Task data:
****************************************
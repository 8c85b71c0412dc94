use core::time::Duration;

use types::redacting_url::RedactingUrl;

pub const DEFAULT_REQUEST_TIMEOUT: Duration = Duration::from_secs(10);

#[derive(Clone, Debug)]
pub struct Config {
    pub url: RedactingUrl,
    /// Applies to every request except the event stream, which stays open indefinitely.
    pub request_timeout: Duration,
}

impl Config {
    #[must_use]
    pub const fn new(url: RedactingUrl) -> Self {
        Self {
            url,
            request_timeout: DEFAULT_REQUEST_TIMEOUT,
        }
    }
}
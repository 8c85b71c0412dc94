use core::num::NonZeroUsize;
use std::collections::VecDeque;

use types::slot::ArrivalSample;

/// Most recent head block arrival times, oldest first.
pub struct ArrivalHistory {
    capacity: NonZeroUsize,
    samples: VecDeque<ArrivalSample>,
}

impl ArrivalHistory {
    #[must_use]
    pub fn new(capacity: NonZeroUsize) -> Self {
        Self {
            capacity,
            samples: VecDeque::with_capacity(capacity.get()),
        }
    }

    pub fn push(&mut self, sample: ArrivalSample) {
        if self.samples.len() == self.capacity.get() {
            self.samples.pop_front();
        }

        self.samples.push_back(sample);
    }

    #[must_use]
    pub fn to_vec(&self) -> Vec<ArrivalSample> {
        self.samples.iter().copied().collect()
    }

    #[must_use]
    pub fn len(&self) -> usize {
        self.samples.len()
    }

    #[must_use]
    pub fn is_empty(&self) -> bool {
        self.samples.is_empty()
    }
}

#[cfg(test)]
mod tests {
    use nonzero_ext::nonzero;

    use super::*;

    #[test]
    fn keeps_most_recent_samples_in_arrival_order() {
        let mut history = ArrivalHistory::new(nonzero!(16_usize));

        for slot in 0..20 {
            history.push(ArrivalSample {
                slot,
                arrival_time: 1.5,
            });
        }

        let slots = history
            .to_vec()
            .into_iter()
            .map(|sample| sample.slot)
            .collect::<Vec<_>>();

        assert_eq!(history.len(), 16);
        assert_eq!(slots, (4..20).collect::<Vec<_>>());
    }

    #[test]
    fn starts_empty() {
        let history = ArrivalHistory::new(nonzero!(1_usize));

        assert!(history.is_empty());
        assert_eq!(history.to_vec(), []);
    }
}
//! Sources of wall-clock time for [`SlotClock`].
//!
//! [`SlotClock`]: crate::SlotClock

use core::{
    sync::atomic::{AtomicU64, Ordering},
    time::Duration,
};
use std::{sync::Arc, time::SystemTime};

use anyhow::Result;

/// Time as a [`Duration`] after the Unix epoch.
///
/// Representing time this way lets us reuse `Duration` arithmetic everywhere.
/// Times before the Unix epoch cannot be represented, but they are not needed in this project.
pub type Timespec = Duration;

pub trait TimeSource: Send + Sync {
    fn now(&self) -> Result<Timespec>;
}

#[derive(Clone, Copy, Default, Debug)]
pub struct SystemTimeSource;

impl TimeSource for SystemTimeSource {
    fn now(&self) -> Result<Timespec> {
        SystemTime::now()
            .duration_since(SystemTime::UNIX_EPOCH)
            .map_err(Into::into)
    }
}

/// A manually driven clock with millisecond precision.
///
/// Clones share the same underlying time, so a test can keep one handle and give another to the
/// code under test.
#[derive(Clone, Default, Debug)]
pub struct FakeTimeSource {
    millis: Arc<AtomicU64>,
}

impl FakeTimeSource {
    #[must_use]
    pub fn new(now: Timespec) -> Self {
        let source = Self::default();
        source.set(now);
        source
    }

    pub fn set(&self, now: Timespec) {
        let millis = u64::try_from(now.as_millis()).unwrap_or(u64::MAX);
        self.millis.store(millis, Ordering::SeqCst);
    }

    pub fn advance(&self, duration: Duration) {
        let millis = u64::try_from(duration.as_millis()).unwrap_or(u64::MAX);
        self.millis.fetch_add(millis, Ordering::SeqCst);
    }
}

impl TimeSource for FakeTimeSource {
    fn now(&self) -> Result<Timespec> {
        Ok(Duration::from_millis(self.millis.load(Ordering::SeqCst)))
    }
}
****************************************
Would you please repeat the lines from the one with "SystemTime::now()" through the last line of the listing above, exactly and with nothing else?

Response:
        SystemTime::now()
            .duration_since(SystemTime::UNIX_EPOCH)
            .map_err(Into::into)
    }
}

/// A manually driven clock with millisecond precision.
///
/// Clones share the same underlying time, so a test can keep one handle and give another to the
/// code under test.
#[derive(Clone, Default, Debug)]
pub struct FakeTimeSource {
    millis: Arc<AtomicU64>,
}

impl FakeTimeSource {
    #[must_use]
    pub fn new(now: Timespec) -> Self {
        let source = Self::default();
        source.set(now);
        source
    }

    pub fn set(&self, now: Timespec) {
        let millis = u64::try_from(now.as_millis()).unwrap_or(u64::MAX);
        self.millis.store(millis, Ordering::SeqCst);
    }

    pub fn advance(&self, duration: Duration) {
        let millis = u64::try_from(duration.as_millis()).unwrap_or(u64::MAX);
        self.millis.fetch_add(millis, Ordering::SeqCst);
    }
}

impl TimeSource for FakeTimeSource {
    fn now(&self) -> Result<Timespec> {
        Ok(Duration::from_millis(self.millis.load(Ordering::SeqCst)))
    }
}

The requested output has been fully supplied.